─── Records supplied

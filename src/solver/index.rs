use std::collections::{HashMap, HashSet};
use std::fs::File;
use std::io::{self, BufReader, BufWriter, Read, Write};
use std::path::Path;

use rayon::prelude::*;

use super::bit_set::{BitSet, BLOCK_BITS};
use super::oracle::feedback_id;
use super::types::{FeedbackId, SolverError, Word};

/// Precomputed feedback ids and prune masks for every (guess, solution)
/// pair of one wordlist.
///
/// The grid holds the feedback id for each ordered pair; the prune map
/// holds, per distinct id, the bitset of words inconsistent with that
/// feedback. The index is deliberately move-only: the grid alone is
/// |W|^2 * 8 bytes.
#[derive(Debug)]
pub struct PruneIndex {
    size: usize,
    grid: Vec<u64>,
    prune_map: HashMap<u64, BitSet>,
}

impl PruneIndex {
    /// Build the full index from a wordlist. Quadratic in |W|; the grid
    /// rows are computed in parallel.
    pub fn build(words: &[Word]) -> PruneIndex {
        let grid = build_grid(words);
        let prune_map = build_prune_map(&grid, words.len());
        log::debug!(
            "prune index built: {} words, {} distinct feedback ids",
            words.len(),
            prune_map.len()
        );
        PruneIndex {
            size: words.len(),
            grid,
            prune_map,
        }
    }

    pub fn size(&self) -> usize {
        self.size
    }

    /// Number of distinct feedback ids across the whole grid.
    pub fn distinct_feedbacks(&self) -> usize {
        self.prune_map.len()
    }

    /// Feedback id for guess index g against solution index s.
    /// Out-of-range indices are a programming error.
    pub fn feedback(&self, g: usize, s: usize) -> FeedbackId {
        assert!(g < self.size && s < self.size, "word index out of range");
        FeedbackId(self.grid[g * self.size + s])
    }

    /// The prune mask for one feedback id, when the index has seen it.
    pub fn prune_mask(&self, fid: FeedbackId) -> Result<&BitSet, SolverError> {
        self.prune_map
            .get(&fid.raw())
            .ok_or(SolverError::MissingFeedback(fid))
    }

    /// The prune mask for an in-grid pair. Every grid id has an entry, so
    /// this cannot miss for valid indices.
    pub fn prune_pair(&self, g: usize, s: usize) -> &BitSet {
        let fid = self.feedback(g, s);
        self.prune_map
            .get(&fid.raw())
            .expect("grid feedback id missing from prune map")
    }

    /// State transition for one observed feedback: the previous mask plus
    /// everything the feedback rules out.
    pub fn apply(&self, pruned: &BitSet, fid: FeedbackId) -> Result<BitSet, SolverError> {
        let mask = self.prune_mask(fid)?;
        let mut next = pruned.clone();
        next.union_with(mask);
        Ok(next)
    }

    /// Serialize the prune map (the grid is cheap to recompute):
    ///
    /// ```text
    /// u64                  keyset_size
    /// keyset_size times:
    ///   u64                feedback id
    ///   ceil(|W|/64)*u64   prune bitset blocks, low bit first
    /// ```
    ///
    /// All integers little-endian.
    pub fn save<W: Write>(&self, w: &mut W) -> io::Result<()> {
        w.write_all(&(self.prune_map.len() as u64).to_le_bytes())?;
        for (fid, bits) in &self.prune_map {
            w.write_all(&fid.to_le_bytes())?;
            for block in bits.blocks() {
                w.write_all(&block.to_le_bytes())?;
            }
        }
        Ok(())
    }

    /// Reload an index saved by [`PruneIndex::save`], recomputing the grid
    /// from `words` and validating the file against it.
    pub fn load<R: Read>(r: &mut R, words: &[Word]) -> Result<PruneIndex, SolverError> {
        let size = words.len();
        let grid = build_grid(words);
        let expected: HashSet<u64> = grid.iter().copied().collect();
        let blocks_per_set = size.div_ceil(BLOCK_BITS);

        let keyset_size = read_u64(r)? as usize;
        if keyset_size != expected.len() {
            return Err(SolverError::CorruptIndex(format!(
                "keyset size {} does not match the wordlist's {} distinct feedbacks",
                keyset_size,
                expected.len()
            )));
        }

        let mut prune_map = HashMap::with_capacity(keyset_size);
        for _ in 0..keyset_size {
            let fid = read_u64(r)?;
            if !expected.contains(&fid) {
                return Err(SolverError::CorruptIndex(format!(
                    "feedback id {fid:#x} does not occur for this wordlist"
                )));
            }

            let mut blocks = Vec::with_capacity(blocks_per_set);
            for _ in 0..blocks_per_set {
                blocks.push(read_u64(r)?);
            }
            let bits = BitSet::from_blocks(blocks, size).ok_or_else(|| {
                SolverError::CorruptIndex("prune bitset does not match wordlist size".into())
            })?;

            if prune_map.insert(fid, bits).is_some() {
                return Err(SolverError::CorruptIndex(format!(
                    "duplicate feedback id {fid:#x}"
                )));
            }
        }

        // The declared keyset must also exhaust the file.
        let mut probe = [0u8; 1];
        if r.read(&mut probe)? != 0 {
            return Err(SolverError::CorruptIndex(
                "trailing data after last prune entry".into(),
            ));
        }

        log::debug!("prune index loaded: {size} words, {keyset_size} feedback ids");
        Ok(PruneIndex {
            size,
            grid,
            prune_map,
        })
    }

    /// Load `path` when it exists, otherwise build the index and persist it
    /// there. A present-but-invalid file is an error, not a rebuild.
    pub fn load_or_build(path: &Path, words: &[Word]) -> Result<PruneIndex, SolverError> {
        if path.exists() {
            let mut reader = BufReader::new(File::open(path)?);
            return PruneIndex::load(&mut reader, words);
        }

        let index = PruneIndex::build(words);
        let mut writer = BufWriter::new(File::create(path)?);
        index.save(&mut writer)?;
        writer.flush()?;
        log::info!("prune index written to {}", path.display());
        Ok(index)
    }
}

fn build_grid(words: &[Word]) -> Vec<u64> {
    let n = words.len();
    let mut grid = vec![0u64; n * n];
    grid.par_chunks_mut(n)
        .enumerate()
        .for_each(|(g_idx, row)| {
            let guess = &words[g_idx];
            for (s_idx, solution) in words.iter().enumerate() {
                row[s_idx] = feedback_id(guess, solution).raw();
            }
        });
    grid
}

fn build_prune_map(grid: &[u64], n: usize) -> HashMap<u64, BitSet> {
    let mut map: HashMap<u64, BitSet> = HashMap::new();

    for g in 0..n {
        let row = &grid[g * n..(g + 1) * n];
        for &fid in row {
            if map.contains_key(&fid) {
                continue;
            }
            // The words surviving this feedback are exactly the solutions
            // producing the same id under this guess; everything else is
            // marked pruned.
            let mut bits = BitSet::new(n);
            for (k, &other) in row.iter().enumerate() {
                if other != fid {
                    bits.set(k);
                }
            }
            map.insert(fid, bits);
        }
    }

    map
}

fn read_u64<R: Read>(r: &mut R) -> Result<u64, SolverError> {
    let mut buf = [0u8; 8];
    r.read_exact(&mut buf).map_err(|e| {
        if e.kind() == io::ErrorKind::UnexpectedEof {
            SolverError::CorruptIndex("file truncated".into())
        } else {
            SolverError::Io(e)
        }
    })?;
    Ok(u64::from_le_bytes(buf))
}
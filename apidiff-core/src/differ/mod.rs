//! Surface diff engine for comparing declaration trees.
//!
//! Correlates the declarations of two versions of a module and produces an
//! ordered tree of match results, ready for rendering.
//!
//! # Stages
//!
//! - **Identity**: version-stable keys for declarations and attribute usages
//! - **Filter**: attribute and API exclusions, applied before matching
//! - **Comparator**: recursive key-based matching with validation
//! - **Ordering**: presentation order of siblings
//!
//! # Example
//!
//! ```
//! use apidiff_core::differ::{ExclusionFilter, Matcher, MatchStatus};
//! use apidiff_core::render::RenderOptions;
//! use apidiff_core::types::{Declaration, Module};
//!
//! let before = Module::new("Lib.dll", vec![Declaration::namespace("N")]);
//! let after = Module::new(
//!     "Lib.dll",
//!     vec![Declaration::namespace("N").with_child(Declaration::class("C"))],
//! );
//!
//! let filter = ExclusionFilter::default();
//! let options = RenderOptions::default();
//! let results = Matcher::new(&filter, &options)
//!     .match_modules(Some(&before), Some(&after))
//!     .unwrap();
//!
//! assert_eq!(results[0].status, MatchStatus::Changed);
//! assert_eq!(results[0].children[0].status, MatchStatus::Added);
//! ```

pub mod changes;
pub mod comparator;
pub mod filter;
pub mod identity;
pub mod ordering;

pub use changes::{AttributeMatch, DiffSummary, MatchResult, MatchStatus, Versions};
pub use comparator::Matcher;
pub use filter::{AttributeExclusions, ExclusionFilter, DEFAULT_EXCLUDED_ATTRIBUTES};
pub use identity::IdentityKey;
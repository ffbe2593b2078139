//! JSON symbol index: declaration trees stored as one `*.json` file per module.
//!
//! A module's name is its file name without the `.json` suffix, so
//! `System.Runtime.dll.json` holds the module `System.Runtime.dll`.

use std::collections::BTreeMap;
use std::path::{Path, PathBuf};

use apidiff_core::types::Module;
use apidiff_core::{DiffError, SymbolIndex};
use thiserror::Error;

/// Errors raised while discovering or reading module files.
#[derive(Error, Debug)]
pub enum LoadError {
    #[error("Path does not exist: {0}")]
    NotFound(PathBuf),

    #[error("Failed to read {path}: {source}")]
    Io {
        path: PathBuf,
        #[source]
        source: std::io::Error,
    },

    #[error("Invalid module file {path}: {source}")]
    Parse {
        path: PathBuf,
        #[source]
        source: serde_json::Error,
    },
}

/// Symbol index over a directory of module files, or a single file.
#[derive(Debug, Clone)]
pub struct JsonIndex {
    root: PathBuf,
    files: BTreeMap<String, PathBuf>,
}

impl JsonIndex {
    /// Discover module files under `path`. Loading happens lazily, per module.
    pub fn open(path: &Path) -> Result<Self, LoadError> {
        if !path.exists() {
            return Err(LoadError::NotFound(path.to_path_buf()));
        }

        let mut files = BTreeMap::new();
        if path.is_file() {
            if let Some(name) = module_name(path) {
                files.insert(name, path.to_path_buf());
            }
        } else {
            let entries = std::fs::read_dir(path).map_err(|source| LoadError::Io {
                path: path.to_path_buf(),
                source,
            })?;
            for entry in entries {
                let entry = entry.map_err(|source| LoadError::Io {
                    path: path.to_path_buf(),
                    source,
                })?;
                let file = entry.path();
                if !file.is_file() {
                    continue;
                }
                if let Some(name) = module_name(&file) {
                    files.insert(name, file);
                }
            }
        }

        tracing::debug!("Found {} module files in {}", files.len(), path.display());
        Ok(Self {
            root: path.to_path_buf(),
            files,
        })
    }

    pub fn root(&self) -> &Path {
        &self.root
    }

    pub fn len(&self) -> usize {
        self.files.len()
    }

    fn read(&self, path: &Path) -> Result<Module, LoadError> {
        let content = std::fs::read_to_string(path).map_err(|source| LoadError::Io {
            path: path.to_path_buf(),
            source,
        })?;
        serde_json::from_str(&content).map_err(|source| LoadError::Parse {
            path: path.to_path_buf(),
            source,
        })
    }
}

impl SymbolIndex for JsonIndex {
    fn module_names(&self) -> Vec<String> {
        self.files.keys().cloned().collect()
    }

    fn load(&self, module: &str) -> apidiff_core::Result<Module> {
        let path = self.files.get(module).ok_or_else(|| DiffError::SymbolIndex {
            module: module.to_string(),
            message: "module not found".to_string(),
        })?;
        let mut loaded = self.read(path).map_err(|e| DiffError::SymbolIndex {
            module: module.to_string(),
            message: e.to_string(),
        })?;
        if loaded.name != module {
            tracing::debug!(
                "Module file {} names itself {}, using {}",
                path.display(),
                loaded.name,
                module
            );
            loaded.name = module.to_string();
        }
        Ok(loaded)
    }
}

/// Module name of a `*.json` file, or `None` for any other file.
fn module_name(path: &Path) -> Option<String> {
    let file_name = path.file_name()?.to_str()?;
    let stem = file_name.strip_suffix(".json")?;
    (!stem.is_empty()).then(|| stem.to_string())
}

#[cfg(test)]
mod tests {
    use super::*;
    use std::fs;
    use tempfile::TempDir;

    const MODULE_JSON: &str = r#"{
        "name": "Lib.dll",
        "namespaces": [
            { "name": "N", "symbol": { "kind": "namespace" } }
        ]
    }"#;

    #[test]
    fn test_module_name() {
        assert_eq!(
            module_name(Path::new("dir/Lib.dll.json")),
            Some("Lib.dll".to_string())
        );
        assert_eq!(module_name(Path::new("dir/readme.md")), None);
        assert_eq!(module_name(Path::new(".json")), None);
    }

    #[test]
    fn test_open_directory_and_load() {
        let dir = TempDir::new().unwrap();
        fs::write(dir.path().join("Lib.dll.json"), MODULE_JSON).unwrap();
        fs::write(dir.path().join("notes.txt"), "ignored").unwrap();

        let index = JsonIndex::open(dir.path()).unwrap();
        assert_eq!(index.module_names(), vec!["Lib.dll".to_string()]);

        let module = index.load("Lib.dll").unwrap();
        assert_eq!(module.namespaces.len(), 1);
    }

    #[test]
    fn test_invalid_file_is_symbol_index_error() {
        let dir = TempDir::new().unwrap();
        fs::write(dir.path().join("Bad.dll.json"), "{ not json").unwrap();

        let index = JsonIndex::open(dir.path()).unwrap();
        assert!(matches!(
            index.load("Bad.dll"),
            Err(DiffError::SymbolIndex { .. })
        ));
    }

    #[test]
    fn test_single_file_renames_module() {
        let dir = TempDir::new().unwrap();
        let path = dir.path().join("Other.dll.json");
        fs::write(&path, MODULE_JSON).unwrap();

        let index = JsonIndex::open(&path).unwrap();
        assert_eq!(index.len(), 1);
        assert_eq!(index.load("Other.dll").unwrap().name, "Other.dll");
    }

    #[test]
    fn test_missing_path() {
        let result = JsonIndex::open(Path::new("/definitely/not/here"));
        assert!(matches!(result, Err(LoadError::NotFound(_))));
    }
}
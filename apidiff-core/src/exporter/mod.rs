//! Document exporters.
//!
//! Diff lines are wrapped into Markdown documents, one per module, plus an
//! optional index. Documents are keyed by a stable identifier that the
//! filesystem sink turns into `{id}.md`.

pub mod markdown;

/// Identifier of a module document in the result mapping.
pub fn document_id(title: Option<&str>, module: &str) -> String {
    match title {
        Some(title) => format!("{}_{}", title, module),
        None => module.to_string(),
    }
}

──────

Among the records above, find the lines where the word "FeedbackId" appears and copy them.

use super::types::{FeedbackId, SolverError, Word};
    pub fn feedback(&self, g: usize, s: usize) -> FeedbackId {
        FeedbackId(self.grid[g * self.size + s])
    pub fn prune_mask(&self, fid: FeedbackId) -> Result<&BitSet, SolverError> {
    pub fn apply(&self, pruned: &BitSet, fid: FeedbackId) -> Result<BitSet, SolverError> {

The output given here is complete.